Before talking about the end of the episode, let’s talk about the beginning, which featured an intense scene between Frances Dolarhyde (Richard Armitage) and Reba McClane (Rutina Wesley). Intense an apt word to describe the always dependable Richard Armitage.The physicality he demonstrated as a brutal killer coupled with his expressive face beautifully brought the tormented Dolarhyde to life. Armitage exposed the inner turmoil and insecurities of Dolarhyde and played up his vulnerabilities just enough to start to gain some audience sympathy. Then he’d do something like rip Chilton’s fricking lips off with his teeth and set him on fire and be utterly terrifying.

Opposite Dolarhyde for much of his scenes was Wesley’s Reba. Reba is one of the few characters on a show filled with morally gray (very, very dark gray) characters who could be described as a good person. Wesley more than held her own. Compared to most of the other characters, Reba went through very few internal changes. But she was never boring, as can sometimes happen with characters who are ‘good’. She still managed to be interesting, despite the very crowded supporting cast.

And what a supporting cast. Season 3 is when Alana Bloom finally hit her stride. Season 1 Alana was boring. Season 2 Alana insufferable. But Season 3 Alana. Gone was the clueless, nagging girlfriend figure. Season 3 Alana was finally an equal player on the field. It helps that she actually had some motivation- revenge, and protecting her new family. It also helps that she understood what was happening, not stubbornly defending Hannibal from accusations that were completely true. It’s a shame we didn’t get to meet this version of Alana sooner.

Chilton is another character I couldn’t stand earlier on but ended up rooting for. For the life of me, I can’t remember why I used to hate Raúl Esparaza’s smarmy doctor. If the show had ended with everything on fire and Chilton rising from the ashes with a new book to sell, I would be fine with it. He would deserve it. Every season, he would receive some new horrible injury – having his intestines removed, getting shot in the face, getting set on fire – and that magnificent son of a gun would survive and find a way to make a profit. Did Chilton grow or become a better person? Absolutely not. It’s kind of inspiring how Chilton could go through so many terrible things and stay true to his opportunistic, smug self. I’m going to imagine that once Chilton recovers, he makes a talk show deal or something.

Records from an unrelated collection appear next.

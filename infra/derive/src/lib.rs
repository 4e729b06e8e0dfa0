#![allow(unreachable_pub)]
#![allow(clippy::needless_pass_by_value)]

//! # Macros
//!
//! Procedural macros shared by the workspace crates.
//! Right now this is a single attribute macro, [`macro@mlp_error`], which every
//! library crate uses to declare its error taxonomy.
//!
//! ## Usage
//! ```toml
//! [dependencies]
//! mlp-derive.workspace = true
//! thiserror.workspace = true
//! ```

mod macros;

use proc_macro::TokenStream;
use syn::{DeriveInput, parse_macro_input};

/// Attribute macro for defining crate-level error enums.
///
/// Turns a plain enum with named-field variants into a `thiserror` error and
/// wires up the boilerplate every crate in the workspace needs.
///
/// # Generated Items
///
/// * `#[derive(Debug, thiserror::Error)]` (only the ones not already derived).
/// * `<ErrorName>Ext` trait with `.context(...)` for `Result<T, ErrorName>` and for
///   `Result<T, SourceError>` of every variant carrying a source.
/// * `From<SourceError>` for each variant with a `source` field (or a field
///   marked `#[source]`/`#[from]`), so `?` works on upstream errors.
/// * `From<&'static str>` and `From<String>` when an `Internal { message, .. }`
///   variant exists.
/// * A private `format_context` helper for use in `#[error(...)]` strings.
///
/// # Requirements
///
/// 1. Must be applied to an **enum**.
/// 2. Every variant must use named fields.
/// 3. A variant with a source must also have `context: Option<Cow<'static, str>>`.
///
/// # Example
///
/// ```rust,ignore
/// use mlp_derive::mlp_error;
/// use std::borrow::Cow;
///
/// #[mlp_error]
/// pub enum ArtifactError {
///     #[error("I/O error{}: {source}", format_context(.context))]
///     Io { source: std::io::Error, context: Option<Cow<'static, str>> },
///
///     #[error("Internal error{}: {message}", format_context(.context))]
///     Internal { message: Cow<'static, str>, context: Option<Cow<'static, str>> },
/// }
///
/// fn read(path: &std::path::Path) -> Result<Vec<u8>, ArtifactError> {
///     std::fs::read(path).context("Reading artifact")
/// }
/// ```
#[proc_macro_attribute]
pub fn mlp_error(_args: TokenStream, item: TokenStream) -> TokenStream {
    let input = parse_macro_input!(item as DeriveInput);
    macros::error::expand_derive(input).into()
}
use anyhow::Result;
use mlproject::manifest::{PackageMetadata, get_requirements};
use std::io::Write;
use std::path::Path;

pub(crate) fn requirements(file: &Path) -> Result<()> {
    let mut out = std::io::stdout().lock();
    for requirement in get_requirements(file)? {
        writeln!(out, "{requirement}")?;
    }
    Ok(())
}

pub(crate) fn info(requirements: Option<&Path>) -> Result<()> {
    let metadata = PackageMetadata::current();
    let rendered = match requirements {
        Some(path) => serde_json::to_string_pretty(&metadata.install_requires(path)?)?,
        None => serde_json::to_string_pretty(&metadata)?,
    };
    writeln!(std::io::stdout().lock(), "{rendered}")?;
    Ok(())
}
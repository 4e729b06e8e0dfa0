//! JSON records (metrics, schema snapshots, run summaries).

use crate::config::ConfigBox;
use crate::error::{CommonError, CommonErrorExt};
use crate::files::{read_bytes, write_atomic};
use serde::de::DeserializeOwned;
use serde::Serialize;
use serde_json::ser::PrettyFormatter;
use serde_json::Value;
use std::path::Path;
use tracing::info;

const INDENT: &[u8] = b"    ";

/// Saves a mapping as indented JSON, replacing any existing file.
///
/// `data` may be any serializable value that encodes as a JSON object (a
/// struct, a map, `serde_json::json!({..})`, a [`ConfigBox`] holding an object).
///
/// # Errors
/// * [`CommonError::TypeContract`] if `data` does not encode as a JSON object or
///   holds a NaN or infinite float; nothing is written in that case.
/// * [`CommonError::Json`] if `data` cannot be encoded.
/// * [`CommonError::Io`] if the file cannot be written (missing parent
///   directory, permissions).
pub fn save_json<T>(path: impl AsRef<Path>, data: &T) -> Result<(), CommonError>
where
    T: Serialize + ?Sized,
{
    let path = path.as_ref();
    let value = serde_json::to_value(data).context("Failed to encode JSON record")?;
    if !value.is_object() {
        return Err(CommonError::TypeContract {
            message: format!("save_json expects a mapping, got {}", kind_of(&value)).into(),
            context: Some(path.display().to_string().into()),
        });
    }
    // JSON has no NaN/inf; serde_json would write them as null.
    if let Some(at) = serde_yaml_ng::to_value(data).ok().as_ref().and_then(non_finite_path) {
        return Err(CommonError::TypeContract {
            message: format!("save_json cannot store a non-finite float at '{at}'").into(),
            context: Some(path.display().to_string().into()),
        });
    }

    let mut buf = Vec::new();
    let mut serializer =
        serde_json::Serializer::with_formatter(&mut buf, PrettyFormatter::with_indent(INDENT));
    value.serialize(&mut serializer).context("Failed to encode JSON record")?;

    write_atomic(path, &buf)?;

    info!("json file saved at: {}", path.display());
    Ok(())
}

/// Loads a JSON file into `T`.
///
/// # Errors
/// * [`CommonError::FileNotFound`] / [`CommonError::Io`] if the file cannot be read.
/// * [`CommonError::Json`] for malformed JSON or content that does not fit `T`.
pub fn load_json<T>(path: impl AsRef<Path>) -> Result<T, CommonError>
where
    T: DeserializeOwned,
{
    let path = path.as_ref();
    let bytes = read_bytes(path)?;
    let content = serde_json::from_slice(&bytes)
        .context(format!("Failed to parse JSON: {}", path.display()))?;

    info!("json file loaded successfully from: {}", path.display());
    Ok(content)
}

/// Loads a JSON file into a dynamic [`ConfigBox`].
///
/// # Errors
/// Same as [`load_json`].
pub fn load_json_box(path: impl AsRef<Path>) -> Result<ConfigBox, CommonError> {
    load_json(path)
}

/// Dotted path of the first NaN or infinite number in `value`.
fn non_finite_path(value: &serde_yaml_ng::Value) -> Option<String> {
    use serde_yaml_ng::Value as Yaml;

    let nested = |head: String, rest: String| {
        if rest.is_empty() { head } else { format!("{head}.{rest}") }
    };
    match value {
        Yaml::Number(n) if n.is_nan() || n.is_infinite() => Some(String::new()),
        Yaml::Sequence(items) => items
            .iter()
            .enumerate()
            .find_map(|(i, item)| non_finite_path(item).map(|rest| nested(i.to_string(), rest))),
        Yaml::Mapping(map) => map.iter().find_map(|(key, item)| {
            let head = key.as_str().map_or_else(|| format!("{key:?}"), str::to_owned);
            non_finite_path(item).map(|rest| nested(head, rest))
        }),
        Yaml::Tagged(tagged) => non_finite_path(&tagged.value),
        _ => None,
    }
}

const fn kind_of(value: &Value) -> &'static str {
    match value {
        Value::Null => "null",
        Value::Bool(_) => "a boolean",
        Value::Number(_) => "a number",
        Value::String(_) => "a string",
        Value::Array(_) => "a sequence",
        Value::Object(_) => "a mapping",
    }
}
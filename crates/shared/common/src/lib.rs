//! # Common
//!
//! File utilities used by the training and inference code:
//!
//! * [`read_yaml`] / [`read_yaml_box`]: configuration files, typed or dynamic.
//! * [`create_directories`]: idempotent `mkdir -p` over a list of paths.
//! * [`save_json`] / [`load_json`]: indented JSON records (metrics, summaries).
//! * [`save_bin`] / [`load_bin`]: opaque binary artifacts (models, encoders).
//! * [`get_size`]: human-readable file size.
//! * [`load_config`]: layered application settings (file + `MLP__` environment).
//!
//! Every operation is synchronous and reports what it did through `tracing`;
//! install a subscriber (see `mlp-logger`) to see the records. Writers replace
//! their target atomically, so a failed call never leaves a half-written file.
//!
//! ## Example
//!
//! ```rust
//! use mlp_common::{create_directories, load_json_box, save_json};
//!
//! # let tmp = tempfile::tempdir().unwrap();
//! let root = tmp.path().join("artifacts/model_evaluation");
//! create_directories([&root], true)?;
//!
//! save_json(root.join("metrics.json"), &serde_json::json!({ "accuracy": 0.91 }))?;
//! let metrics = load_json_box(root.join("metrics.json"))?;
//! assert_eq!(metrics.get_as::<f64>("accuracy")?, 0.91);
//! # Ok::<(), mlp_common::CommonError>(())
//! ```

pub mod binary;
pub mod config;
mod error;
pub mod files;
pub mod json;

pub use crate::binary::{Compression, load_bin, save_bin, save_bin_with};
pub use crate::config::{ConfigBox, load_config, read_yaml, read_yaml_box};
pub use crate::error::{CommonError, CommonErrorExt};
pub use crate::files::{create_directories, file_size_kb, get_size};
pub use crate::json::{load_json, load_json_box, save_json};
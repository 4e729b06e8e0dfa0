use mlp_derive::mlp_error;

#[mlp_error]
pub enum TupleError {
    Io(std::io::Error),
}

fn main() {}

Rounding out other key players this season were Gillian Anderson’s Bedelia and Laurenece Fishburne’s Jack Crawford.  Bedelia remained a mystery. She put in a lot of effort surviving her interactions with Hannibal, which would have been more impressive if she had done the most obvious thing to keep herself safe – not run away to Europe with Hannibal in the first place. Sure, travelling with Hannibal looked glamorous and fun, but was it worth the risk of being eaten at the end of it?  Even though she didn’t always make sense, Anderson slunk around and delivered her dramatic lines with such style, and had such a mesmerizing chemistry with Mads Mikkelsen’s Hannibal, by the end, it didn’t matter why Bedelia was there, because she was such a delight to watch.

Jack Crawford was a lot less ambiguous. He was there to deliver his version of the law. Sometimes that involved following actual laws, and other times, it involved deviating from them. It’s kind of amazing the FBI never fired him. Then again, it’s a good thing the FBI didn’t, because Jack was key in getting them to agree to a poorly thought out plan – letting Hannibal out to serve as bait for Dolarhyde. It wouldn’t have been the series finale without some kind of poorly laid plan that Hannibal would flip to his advantage.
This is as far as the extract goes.